An inclusive response: reaching Batwa communities to combat Ebola
Dr Bijoux Sambu Fiti is part of the surveillance team working in Itipo, a small community in the Democratic Republic of the Congo (DRC) that has been battling Ebola since May. Her job is to go deep into the forest around Itipo to seek out sick people in Batwa villages potentially suffering from undiagnosed cases of Ebola. The Batwa, which is the plural term for Twa people, are hunter-gatherers living primarily off the forest. Dr Sambu Fiti, who is from DRC herself, was keenly aware of the challenges she would face in engaging with a population so culturally different from the rest of the country.
In Itipo, 60% of the population is Batwa and 40% is Bantu.
“The Bantu have the same kind of culture so it’s very easy for another Congolese person to communicate with them,” says Dr Sambu Fiti. “The Twa have a completely different culture. They shut off when they meet someone they don’t know. There’s a good chance they will just melt into the forest.”

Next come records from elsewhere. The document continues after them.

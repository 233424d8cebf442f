#[cfg(test)]
#[path = "../../../tests/unit/algorithms/gas/prototypes_test.rs"]
mod prototypes_test;

use super::*;
use crate::algorithms::math::squared_euclidean;
use crate::utils::{Random, compare_floats};

/// Represents a prototype (neuron) in network.
#[derive(Clone, Debug, PartialEq)]
pub struct Prototype {
    /// A weight vector.
    pub weights: Vec<Float>,
}

impl Prototype {
    /// Creates a new instance of `Prototype`.
    pub fn new(weights: Vec<Float>) -> Self {
        Self { weights }
    }

    /// Adjusts the weights of the prototype toward the target.
    pub fn adjust(&mut self, target: &[Float], learning_rate: Float) {
        debug_assert!(self.weights.len() == target.len());

        self.weights.iter_mut().zip(target.iter()).for_each(|(weight, value)| {
            *weight += learning_rate * (*value - *weight);
        });
    }

    /// Returns squared euclidean distance to the given weights.
    pub fn distance(&self, weights: &[Float]) -> Float {
        squared_euclidean(self.weights.iter().copied(), weights.iter().copied())
    }
}

impl Input for Prototype {
    fn weights(&self) -> &[Float] {
        self.weights.as_slice()
    }
}

/// An ordered collection of prototypes of the same dimension.
#[derive(Clone, Debug, PartialEq)]
pub struct PrototypeStore {
    dimension: usize,
    prototypes: Vec<Prototype>,
}

impl PrototypeStore {
    /// Creates a store of `size` prototypes with `dimension` weights each, every weight is sampled
    /// uniformly from [0, 1).
    pub fn new_random(size: usize, dimension: usize, random: &dyn Random) -> TrainingResult<Self> {
        ensure_shape(size, dimension)?;

        let prototypes = (0..size)
            .map(|_| Prototype::new((0..dimension).map(|_| random.uniform_real(0., 1.)).collect()))
            .collect();

        Ok(Self { dimension, prototypes })
    }

    /// Creates a store from explicit weight vectors.
    pub fn from_weights(weights: Vec<Vec<Float>>) -> TrainingResult<Self> {
        let dimension = weights.first().map_or(0, |weights| weights.len());
        ensure_shape(weights.len(), dimension)?;
        ensure_dataset_dimension(weights.as_slice(), dimension)?;

        Ok(Self { dimension, prototypes: weights.into_iter().map(Prototype::new).collect() })
    }

    /// Returns amount of prototypes.
    pub fn size(&self) -> usize {
        self.prototypes.len()
    }

    /// Returns dimension of every prototype.
    pub fn dimension(&self) -> usize {
        self.dimension
    }

    /// Returns prototype at given index.
    pub fn get(&self, index: usize) -> Option<&Prototype> {
        self.prototypes.get(index)
    }

    pub(crate) fn get_mut(&mut self, index: usize) -> Option<&mut Prototype> {
        self.prototypes.get_mut(index)
    }

    /// Iterates over prototypes in their order.
    pub fn iter(&self) -> impl Iterator<Item = &Prototype> + '_ {
        self.prototypes.iter()
    }

    /// Consumes the store returning weight vectors of all prototypes.
    pub fn into_weights(self) -> Vec<Vec<Float>> {
        self.prototypes.into_iter().map(|prototype| prototype.weights).collect()
    }

    /// Finds the best matching prototype for given sample. Returns its index and squared distance.
    pub fn find_nearest(&self, sample: &[Float]) -> TrainingResult<(usize, Float)> {
        ensure_dimension(0, self.dimension, sample.len())?;

        self.prototypes
            .iter()
            .enumerate()
            .map(|(index, prototype)| (index, prototype.distance(sample)))
            .min_by(|(_, a), (_, b)| compare_floats(*a, *b))
            .ok_or_else(|| TrainingError::invalid_configuration("store has no prototypes"))
    }

    /// Returns the average squared distance between every input and its nearest prototype.
    pub fn quantization_error<I: Input>(&self, dataset: &[I]) -> TrainingResult<Float> {
        if dataset.is_empty() {
            return Err(TrainingError::EmptyDataset);
        }

        ensure_dataset_dimension(dataset, self.dimension)?;

        let total = dataset.iter().try_fold(Float::default(), |acc, input| {
            self.find_nearest(input.weights()).map(|(_, distance)| acc + distance)
        })?;

        Ok(total / dataset.len() as Float)
    }
}

fn ensure_shape(size: usize, dimension: usize) -> TrainingResult<()> {
    match (size, dimension) {
        (0, _) => Err(TrainingError::invalid_configuration("amount of prototypes must be positive")),
        (_, 0) => Err(TrainingError::invalid_configuration("prototype dimension must be positive")),
        _ => Ok(()),
    }
}
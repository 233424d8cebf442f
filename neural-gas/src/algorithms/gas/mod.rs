//! Provides an implementation of the Neural Gas algorithm.
//!
//! A training iteration draws a random sample, ranks all prototypes by their distance to it and
//! pulls every prototype toward the sample with strength `alpha * exp(-rank / lambda)`. Both
//! `alpha` (learning rate) and `lambda` (neighborhood width) are annealed linearly over the
//! iteration budget.

use crate::utils::{Float, TrainingError, TrainingResult};

mod adaptation;
pub use self::adaptation::*;

mod prototypes;
pub use self::prototypes::*;

mod ranking;
pub use self::ranking::*;

mod schedule;
pub use self::schedule::*;

mod telemetry;
pub use self::telemetry::*;

mod trainer;
pub use self::trainer::*;

/// Represents an input for network.
pub trait Input {
    /// Returns weights.
    fn weights(&self) -> &[Float];
}

impl Input for Vec<Float> {
    fn weights(&self) -> &[Float] {
        self.as_slice()
    }
}

impl<const N: usize> Input for [Float; N] {
    fn weights(&self) -> &[Float] {
        self.as_slice()
    }
}

/// Checks that a vector length is equal to the network dimension.
pub(crate) fn ensure_dimension(index: usize, expected: usize, actual: usize) -> TrainingResult<()> {
    if expected == actual { Ok(()) } else { Err(TrainingError::DimensionMismatch { index, expected, actual }) }
}

/// Checks that every input in the dataset has the network dimension.
pub(crate) fn ensure_dataset_dimension<I: Input>(dataset: &[I], dimension: usize) -> TrainingResult<()> {
    dataset
        .iter()
        .enumerate()
        .try_for_each(|(index, input)| ensure_dimension(index, dimension, input.weights().len()))
}
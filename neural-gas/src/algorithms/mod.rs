//! This module contains the algorithms used to train prototype networks.

pub mod gas;
pub mod math;
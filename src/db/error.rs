use thiserror::Error;

pub type StoreResult<T> = Result<T, StoreError>;

/// Errors raised by a store backend
#[derive(Debug, Error)]
pub enum StoreError {
    /// A uniqueness constraint rejected the write
    #[error("Document already exists: {0}")]
    Duplicate(String),

    #[error("Database error: {0}")]
    Database(#[from] sqlx::Error),

    /// A stored value could not be mapped back onto the document model
    #[error("Corrupt document: {0}")]
    Corrupt(String),
}

impl StoreError {
    pub fn duplicate(what: impl Into<String>) -> Self {
        Self::Duplicate(what.into())
    }

    pub fn corrupt(what: impl Into<String>) -> Self {
        Self::Corrupt(what.into())
    }
}
use actix_web::dev::ServerHandle;
use std::sync::Arc;
use tokio::task::JoinHandle;
use tracing::{error, info};

use crate::db::Store;

/// Handles graceful shutdown of the application
///
/// This module orchestrates graceful shutdown by:
/// 1. Listening for shutdown signals (SIGTERM, SIGINT/CTRL+C)
/// 2. Stopping the HTTP server and letting in-flight requests finish
/// 3. Closing the store connection
pub struct ShutdownCoordinator {
    server_handle: ServerHandle,
    server_task: JoinHandle<Result<(), std::io::Error>>,
    store: Arc<dyn Store>,
}

impl ShutdownCoordinator {
    /// Create a new shutdown coordinator
    pub fn new(
        server_handle: ServerHandle,
        server_task: JoinHandle<Result<(), std::io::Error>>,
        store: Arc<dyn Store>,
    ) -> Self {
        Self {
            server_handle,
            server_task,
            store,
        }
    }

    /// Wait for shutdown signal and perform graceful shutdown
    ///
    /// Blocks until CTRL+C or (on Unix) SIGTERM is received.
    pub async fn wait_for_shutdown(self) -> Result<(), std::io::Error> {
        let ctrl_c = async {
            if let Err(e) = tokio::signal::ctrl_c().await {
                error!("Failed to listen for CTRL+C: {:?}", e);
                std::future::pending::<()>().await;
            }
        };

        #[cfg(unix)]
        let terminate = async {
            match tokio::signal::unix::signal(tokio::signal::unix::SignalKind::terminate()) {
                Ok(mut signal) => {
                    signal.recv().await;
                }
                Err(e) => {
                    error!("Failed to install SIGTERM handler: {:?}", e);
                    std::future::pending::<()>().await;
                }
            }
        };

        #[cfg(not(unix))]
        let terminate = std::future::pending::<()>();

        tokio::select! {
            _ = ctrl_c => {
                info!("Received CTRL+C signal, initiating graceful shutdown...");
            }
            _ = terminate => {
                info!("Received SIGTERM signal, initiating graceful shutdown...");
            }
        }

        self.shutdown().await
    }

    /// Perform the actual shutdown sequence
    async fn shutdown(self) -> Result<(), std::io::Error> {
        // 1. Stop HTTP server (stop accepting new requests)
        info!("Stopping HTTP server (no longer accepting new requests)...");
        self.server_handle.stop(true).await;

        // 2. Wait for HTTP server task to complete
        info!("Waiting for HTTP server to fully shut down...");
        match self.server_task.await {
            Ok(Ok(_)) => info!("HTTP server shut down successfully"),
            Ok(Err(e)) => error!("HTTP server encountered error during shutdown: {:?}", e),
            Err(e) => error!("HTTP server task panicked: {:?}", e),
        }

        // 3. Close store connections
        self.store.close().await;

        info!("Graceful shutdown completed successfully");
        Ok(())
    }
}
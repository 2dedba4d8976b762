//! Ownership rules binding the session identity to the resources it touches.
//!
//! Every mismatch is reported as `Unauthorized`, the same answer a caller
//! without a session gets.

use tracing::warn;

use crate::api::auth::SessionUser;
use crate::api::bid::models::Bid;
use crate::api::error::ApiError;
use crate::api::job::models::Job;

/// Owner-scoped reads: the session must belong to `email`
pub fn ensure_same_user(session: &SessionUser, email: &str) -> Result<(), ApiError> {
    if session.email() == email {
        Ok(())
    } else {
        warn!("{} attempted to act as {}", session.email(), email);
        Err(ApiError::Unauthorized)
    }
}

/// Job edits and deletes are reserved to the job's owner
pub fn ensure_job_owner(session: &SessionUser, job: &Job) -> Result<(), ApiError> {
    if session.email() == job.owner.email {
        Ok(())
    } else {
        warn!("{} is not the owner of job {}", session.email(), job.id);
        Err(ApiError::Unauthorized)
    }
}

/// Status transitions are reserved to the owner of the bid's job
pub fn ensure_bid_job_owner(session: &SessionUser, bid: &Bid) -> Result<(), ApiError> {
    if session.email() == bid.job_owner_email {
        Ok(())
    } else {
        warn!("{} does not own the job behind bid {}", session.email(), bid.id);
        Err(ApiError::Unauthorized)
    }
}
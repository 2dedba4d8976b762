use chrono::NaiveDate;
use serde_json::{Map, Value};
use sqlx::types::Json;
use sqlx::FromRow;
use uuid::Uuid;

use crate::api::bid::models::{Bid, BidStatus};
use crate::api::job::models::{Job, Owner};
use super::error::StoreError;

/// Database representation of a job
#[derive(Debug, FromRow)]
pub struct JobRow {
    pub id: Uuid,
    pub title: String,
    pub category: String,
    pub deadline: NaiveDate,
    pub owner: Json<Owner>,
    pub bid_count: i64,
    pub details: Json<Map<String, Value>>,
}

impl From<JobRow> for Job {
    fn from(row: JobRow) -> Self {
        Job {
            id: row.id,
            title: row.title,
            category: row.category,
            deadline: row.deadline,
            owner: row.owner.0,
            bid_count: row.bid_count,
            details: row.details.0,
        }
    }
}

/// Database representation of a bid
#[derive(Debug, FromRow)]
pub struct BidRow {
    pub id: Uuid,
    pub job_id: Uuid,
    pub bidder_email: String,
    pub job_owner_email: String,
    pub status: String,
    pub details: Json<Map<String, Value>>,
}

impl TryFrom<BidRow> for Bid {
    type Error = StoreError;

    fn try_from(row: BidRow) -> Result<Self, Self::Error> {
        let status = row
            .status
            .parse::<BidStatus>()
            .map_err(|e| StoreError::corrupt(format!("bid {}: {}", row.id, e)))?;

        Ok(Bid {
            id: row.id,
            job_id: row.job_id,
            bidder_email: row.bidder_email,
            job_owner_email: row.job_owner_email,
            status,
            details: row.details.0,
        })
    }
}
use serde::Deserialize;

use super::models::{JobQuery, SortOrder};

/// Raw query string of `GET /all-jobs`
///
/// The frontend always sends every key, often with empty values, so empty
/// strings mean "not set".
#[derive(Debug, Default, Deserialize)]
pub struct JobSearchParams {
    pub search: Option<String>,
    pub filter: Option<String>,
    pub sort: Option<String>,
}

fn non_empty(value: Option<String>) -> Option<String> {
    value.filter(|v| !v.is_empty())
}

impl From<JobSearchParams> for JobQuery {
    fn from(params: JobSearchParams) -> Self {
        // anything other than "asc" sorts latest deadline first
        let sort = non_empty(params.sort).map(|sort| match sort.as_str() {
            "asc" => SortOrder::Asc,
            _ => SortOrder::Desc,
        });

        JobQuery {
            search: non_empty(params.search),
            category: non_empty(params.filter),
            sort,
        }
    }
}
use async_trait::async_trait;
use uuid::Uuid;

use crate::api::bid::models::{Bid, BidStatus};
use crate::api::job::models::{Job, JobQuery};
use super::error::StoreResult;

/// Operations on the `jobs` collection
#[async_trait]
pub trait JobStore: Send + Sync {
    /// Insert a new job; fails with `Duplicate` if the id is taken
    async fn insert_job(&self, job: &Job) -> StoreResult<()>;

    /// All jobs in insertion order
    async fn list_jobs(&self) -> StoreResult<Vec<Job>>;

    async fn list_jobs_by_owner(&self, email: &str) -> StoreResult<Vec<Job>>;

    async fn search_jobs(&self, query: &JobQuery) -> StoreResult<Vec<Job>>;

    async fn get_job(&self, id: Uuid) -> StoreResult<Option<Job>>;

    /// Overwrite title, category, deadline and details of an existing job.
    ///
    /// Owner and bid counter are never written here. Returns whether a
    /// document matched.
    async fn update_job(&self, job: &Job) -> StoreResult<bool>;

    /// Returns the number of removed documents (0 or 1)
    async fn delete_job(&self, id: Uuid) -> StoreResult<u64>;
}

/// Operations on the `bids` collection
#[async_trait]
pub trait BidStore: Send + Sync {
    async fn find_bid(&self, bidder_email: &str, job_id: Uuid) -> StoreResult<Option<Bid>>;

    /// Insert a bid and bump its job's `bidCount` as one atomic write.
    ///
    /// Fails with `Duplicate` when the bidder already has a bid on the job;
    /// in that case the counter is left untouched.
    async fn insert_bid(&self, bid: &Bid) -> StoreResult<()>;

    async fn get_bid(&self, id: Uuid) -> StoreResult<Option<Bid>>;

    async fn list_bids_by_bidder(&self, email: &str) -> StoreResult<Vec<Bid>>;

    async fn list_bids_by_job_owner(&self, email: &str) -> StoreResult<Vec<Bid>>;

    /// Compare-and-set the status; returns false if the bid is missing or
    /// no longer in `from`.
    async fn set_bid_status(&self, id: Uuid, from: BidStatus, to: BidStatus) -> StoreResult<bool>;
}

/// A complete backend: both collections plus connection lifecycle
#[async_trait]
pub trait Store: JobStore + BidStore {
    /// Cheap round trip used by health checks
    async fn ping(&self) -> StoreResult<()>;

    /// Release connections; called once during shutdown
    async fn close(&self);
}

The Batwa people are often less inclined to visit state health centres, saying the cost of care is too high and that they sometimes do not feel welcome by the staff. This puts them at increased risk in the midst of an Ebola outbreak, where accessing care is one of the most important ways to prevent the spread and increase chances of surviving the virus.
Dr Sambu Fiti was able to locate Batwa villages by asking nurses at local health posts to identify the locations they knew traditional healers to be present. Next, she teamed up with a Bantu acquaintance whom the Batwa villagers had previously met. By going with someone they trusted, she hoped this would encourage them to talk to her and listen to her messages about protecting their health.
On entering each village, Dr Sambu Fiti introduced herself, explaining that was a doctor and part of the Ebola response. She discovered that many people in the communities either did not know about Ebola or had only the slightest understanding of the disease.
For Dr Sambu Fiti, a key issue was whether the Batwa community would agree that any sick person she found could go to a clinic rather than stay in the community to be treated by a traditional healer using medicinal plants.
“They understood that Ebola is a disease that kills,” she explains. “For them, there are certain times it’s acceptable go to a hospital and Ebola is one of those times.” Healthcare was provided free-of-charge by the government in Ebola-affected areas, which has also helped people access care.
When Dr Sambu Fiti did come across a sick Batwa lady, she learned that she had previously given birth in a clinic and was comfortable with being admitted for tests. (She subsequently tested negative for Ebola).
Jose Maria Masanga is an anthropologist and WHO consultant, who is also from DRC. He works with the surveillance and risk communication teams in Itipo. As an anthropologist, he has played an important role in the response by analyzing the Batwa community’s attitudes to the Ebola outbreak.